BEGIN Material provided

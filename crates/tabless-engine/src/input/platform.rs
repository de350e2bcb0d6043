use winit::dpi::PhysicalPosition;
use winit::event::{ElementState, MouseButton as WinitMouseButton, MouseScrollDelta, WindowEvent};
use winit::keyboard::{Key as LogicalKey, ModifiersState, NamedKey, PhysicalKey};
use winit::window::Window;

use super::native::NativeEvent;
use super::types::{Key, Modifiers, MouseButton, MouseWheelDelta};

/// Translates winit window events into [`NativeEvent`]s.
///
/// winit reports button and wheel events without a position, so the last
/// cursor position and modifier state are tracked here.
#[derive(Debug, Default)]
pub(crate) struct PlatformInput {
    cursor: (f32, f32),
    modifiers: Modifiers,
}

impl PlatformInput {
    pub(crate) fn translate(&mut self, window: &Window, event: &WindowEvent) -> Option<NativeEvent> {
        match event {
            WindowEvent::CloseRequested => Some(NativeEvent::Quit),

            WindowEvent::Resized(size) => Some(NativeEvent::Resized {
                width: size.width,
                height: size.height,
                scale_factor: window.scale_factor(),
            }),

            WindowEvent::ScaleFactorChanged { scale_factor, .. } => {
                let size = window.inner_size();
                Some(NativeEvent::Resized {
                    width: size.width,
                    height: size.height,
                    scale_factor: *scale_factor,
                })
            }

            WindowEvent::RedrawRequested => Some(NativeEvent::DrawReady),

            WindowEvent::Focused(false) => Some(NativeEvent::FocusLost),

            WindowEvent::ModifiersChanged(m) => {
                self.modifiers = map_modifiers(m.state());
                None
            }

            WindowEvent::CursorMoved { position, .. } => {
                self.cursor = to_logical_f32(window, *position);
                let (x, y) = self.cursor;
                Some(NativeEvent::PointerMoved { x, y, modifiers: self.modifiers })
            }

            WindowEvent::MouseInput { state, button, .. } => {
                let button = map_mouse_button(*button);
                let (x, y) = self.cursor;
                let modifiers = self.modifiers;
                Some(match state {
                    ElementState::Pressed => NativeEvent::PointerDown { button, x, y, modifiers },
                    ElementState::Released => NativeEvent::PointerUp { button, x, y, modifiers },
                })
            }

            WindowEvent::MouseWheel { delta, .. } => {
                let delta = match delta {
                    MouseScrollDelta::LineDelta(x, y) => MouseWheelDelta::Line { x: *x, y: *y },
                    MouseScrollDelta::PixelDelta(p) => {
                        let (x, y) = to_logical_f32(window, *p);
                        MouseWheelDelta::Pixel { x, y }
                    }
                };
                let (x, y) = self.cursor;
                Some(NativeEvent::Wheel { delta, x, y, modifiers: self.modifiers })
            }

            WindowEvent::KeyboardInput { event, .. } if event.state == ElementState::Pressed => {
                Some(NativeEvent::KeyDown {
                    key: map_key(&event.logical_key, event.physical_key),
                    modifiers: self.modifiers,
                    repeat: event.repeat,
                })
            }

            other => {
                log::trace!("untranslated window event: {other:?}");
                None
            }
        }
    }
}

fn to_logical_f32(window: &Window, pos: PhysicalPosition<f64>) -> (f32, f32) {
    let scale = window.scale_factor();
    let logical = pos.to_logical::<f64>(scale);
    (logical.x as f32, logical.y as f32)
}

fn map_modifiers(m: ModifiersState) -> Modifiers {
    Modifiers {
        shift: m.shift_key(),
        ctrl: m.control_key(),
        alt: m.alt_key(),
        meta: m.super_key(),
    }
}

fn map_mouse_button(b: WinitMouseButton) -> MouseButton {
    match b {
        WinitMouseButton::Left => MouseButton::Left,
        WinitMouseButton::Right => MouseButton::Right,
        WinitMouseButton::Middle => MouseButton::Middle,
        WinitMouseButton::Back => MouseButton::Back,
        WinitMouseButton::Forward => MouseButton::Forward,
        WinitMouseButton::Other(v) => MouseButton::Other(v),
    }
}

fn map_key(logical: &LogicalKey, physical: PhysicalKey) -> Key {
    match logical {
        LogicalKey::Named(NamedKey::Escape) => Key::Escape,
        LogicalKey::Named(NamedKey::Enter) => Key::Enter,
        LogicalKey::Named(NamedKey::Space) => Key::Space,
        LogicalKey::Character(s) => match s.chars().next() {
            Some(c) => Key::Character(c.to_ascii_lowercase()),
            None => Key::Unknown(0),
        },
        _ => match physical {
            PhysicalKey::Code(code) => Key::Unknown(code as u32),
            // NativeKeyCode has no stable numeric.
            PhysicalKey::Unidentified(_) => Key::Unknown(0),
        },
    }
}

END Material provided
BEGIN Material provided

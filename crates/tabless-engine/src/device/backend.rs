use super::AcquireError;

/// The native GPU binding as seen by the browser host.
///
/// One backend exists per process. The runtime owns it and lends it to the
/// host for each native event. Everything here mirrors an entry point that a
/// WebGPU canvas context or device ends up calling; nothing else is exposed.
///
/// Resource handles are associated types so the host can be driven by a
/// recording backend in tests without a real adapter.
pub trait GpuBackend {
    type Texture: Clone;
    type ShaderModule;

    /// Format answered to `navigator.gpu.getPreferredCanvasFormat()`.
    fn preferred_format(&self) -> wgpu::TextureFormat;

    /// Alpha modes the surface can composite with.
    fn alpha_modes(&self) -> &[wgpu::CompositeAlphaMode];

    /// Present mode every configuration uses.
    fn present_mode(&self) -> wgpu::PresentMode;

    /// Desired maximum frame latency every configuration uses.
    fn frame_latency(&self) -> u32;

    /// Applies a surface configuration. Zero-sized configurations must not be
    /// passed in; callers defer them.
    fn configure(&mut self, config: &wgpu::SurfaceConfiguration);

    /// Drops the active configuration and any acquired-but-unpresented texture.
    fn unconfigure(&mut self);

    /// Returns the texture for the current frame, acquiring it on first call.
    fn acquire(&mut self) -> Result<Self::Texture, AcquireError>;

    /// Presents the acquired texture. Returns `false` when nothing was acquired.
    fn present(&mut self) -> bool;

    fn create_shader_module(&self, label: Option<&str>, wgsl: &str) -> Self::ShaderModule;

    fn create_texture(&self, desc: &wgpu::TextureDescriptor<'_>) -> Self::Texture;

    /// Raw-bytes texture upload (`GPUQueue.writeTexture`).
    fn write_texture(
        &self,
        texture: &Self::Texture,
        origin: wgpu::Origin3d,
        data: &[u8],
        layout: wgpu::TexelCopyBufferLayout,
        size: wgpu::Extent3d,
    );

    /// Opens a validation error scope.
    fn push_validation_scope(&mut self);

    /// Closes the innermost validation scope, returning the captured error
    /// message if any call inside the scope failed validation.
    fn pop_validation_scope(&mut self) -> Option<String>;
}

END Material provided
BEGIN Material provided

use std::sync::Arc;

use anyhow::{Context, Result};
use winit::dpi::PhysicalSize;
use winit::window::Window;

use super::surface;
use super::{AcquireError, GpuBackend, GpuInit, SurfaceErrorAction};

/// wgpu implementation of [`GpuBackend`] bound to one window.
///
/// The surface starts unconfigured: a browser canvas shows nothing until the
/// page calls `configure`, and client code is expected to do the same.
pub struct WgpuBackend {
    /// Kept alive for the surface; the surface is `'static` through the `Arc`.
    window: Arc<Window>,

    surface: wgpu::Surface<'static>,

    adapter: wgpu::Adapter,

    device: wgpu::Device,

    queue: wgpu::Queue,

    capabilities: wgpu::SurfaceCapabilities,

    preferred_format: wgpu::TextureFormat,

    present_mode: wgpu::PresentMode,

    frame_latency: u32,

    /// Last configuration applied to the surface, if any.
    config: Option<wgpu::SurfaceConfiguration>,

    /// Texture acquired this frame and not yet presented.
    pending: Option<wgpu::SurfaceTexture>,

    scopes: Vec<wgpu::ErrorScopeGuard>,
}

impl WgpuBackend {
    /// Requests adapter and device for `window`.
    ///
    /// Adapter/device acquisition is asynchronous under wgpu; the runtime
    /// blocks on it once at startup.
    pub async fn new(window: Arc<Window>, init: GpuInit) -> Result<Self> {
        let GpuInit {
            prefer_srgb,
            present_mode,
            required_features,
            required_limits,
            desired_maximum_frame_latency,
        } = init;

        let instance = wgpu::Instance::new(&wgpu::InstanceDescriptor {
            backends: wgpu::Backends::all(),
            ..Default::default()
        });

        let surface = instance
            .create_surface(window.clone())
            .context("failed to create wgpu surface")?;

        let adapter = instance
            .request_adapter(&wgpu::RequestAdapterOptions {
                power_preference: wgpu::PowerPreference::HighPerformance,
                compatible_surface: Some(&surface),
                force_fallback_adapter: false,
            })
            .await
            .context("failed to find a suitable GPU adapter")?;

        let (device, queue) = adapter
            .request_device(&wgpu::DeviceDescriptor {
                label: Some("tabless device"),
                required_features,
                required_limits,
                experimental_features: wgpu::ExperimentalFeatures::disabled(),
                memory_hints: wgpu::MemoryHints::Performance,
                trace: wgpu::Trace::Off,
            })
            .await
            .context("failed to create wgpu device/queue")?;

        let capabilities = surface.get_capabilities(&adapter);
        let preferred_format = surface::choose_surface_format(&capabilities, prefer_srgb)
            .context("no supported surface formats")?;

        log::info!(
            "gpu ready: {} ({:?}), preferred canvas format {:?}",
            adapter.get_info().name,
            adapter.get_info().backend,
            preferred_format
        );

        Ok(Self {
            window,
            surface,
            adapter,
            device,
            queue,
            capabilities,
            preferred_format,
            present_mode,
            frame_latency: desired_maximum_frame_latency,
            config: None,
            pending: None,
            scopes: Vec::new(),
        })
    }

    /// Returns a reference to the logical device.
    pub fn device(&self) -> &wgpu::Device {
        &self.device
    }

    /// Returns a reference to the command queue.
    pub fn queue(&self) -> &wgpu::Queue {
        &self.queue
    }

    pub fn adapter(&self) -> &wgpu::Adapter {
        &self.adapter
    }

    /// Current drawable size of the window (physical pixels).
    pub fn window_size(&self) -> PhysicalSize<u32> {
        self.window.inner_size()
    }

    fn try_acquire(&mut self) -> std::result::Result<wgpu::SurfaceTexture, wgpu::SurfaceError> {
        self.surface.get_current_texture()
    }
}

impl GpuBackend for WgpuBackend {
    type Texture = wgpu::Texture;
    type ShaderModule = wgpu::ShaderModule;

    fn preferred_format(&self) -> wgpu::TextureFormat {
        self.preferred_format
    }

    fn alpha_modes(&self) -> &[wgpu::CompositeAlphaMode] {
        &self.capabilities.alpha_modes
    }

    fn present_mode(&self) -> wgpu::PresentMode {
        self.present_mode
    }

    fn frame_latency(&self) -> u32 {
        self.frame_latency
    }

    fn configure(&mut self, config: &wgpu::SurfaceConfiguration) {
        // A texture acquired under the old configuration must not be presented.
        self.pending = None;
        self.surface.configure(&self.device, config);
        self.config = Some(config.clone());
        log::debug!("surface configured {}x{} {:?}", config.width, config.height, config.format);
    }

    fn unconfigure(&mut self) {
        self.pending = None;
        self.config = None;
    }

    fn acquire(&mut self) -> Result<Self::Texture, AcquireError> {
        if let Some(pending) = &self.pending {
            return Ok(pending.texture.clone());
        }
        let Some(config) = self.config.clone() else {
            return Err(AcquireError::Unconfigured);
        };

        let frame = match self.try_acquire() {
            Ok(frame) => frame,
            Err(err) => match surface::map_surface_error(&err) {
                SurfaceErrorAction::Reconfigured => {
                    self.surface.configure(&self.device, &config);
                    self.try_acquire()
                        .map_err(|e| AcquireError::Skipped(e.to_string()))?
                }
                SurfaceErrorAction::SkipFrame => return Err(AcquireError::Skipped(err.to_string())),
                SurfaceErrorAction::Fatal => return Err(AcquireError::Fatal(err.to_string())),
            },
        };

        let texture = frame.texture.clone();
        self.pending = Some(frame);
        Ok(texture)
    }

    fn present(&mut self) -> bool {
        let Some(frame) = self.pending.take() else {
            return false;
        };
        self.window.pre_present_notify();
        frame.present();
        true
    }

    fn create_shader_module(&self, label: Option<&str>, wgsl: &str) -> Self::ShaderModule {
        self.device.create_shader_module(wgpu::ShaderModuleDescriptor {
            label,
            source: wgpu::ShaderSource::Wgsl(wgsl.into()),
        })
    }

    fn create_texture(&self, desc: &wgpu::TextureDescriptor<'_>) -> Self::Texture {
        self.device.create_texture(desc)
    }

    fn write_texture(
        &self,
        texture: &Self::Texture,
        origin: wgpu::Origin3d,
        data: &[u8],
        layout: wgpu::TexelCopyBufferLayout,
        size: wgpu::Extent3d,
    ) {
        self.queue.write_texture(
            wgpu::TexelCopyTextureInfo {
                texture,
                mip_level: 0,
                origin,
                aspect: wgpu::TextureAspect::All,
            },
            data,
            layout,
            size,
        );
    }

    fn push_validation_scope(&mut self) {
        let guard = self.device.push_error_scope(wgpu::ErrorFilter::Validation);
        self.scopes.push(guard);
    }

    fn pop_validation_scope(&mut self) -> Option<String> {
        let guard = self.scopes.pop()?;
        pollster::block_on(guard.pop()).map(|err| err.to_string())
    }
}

END Material provided

**What you have to do**
All lines carrying the word "browser" must be copied from the data above.

**Solution**
/// The native GPU binding as seen by the browser host.
/// The surface starts unconfigured: a browser canvas shows nothing until the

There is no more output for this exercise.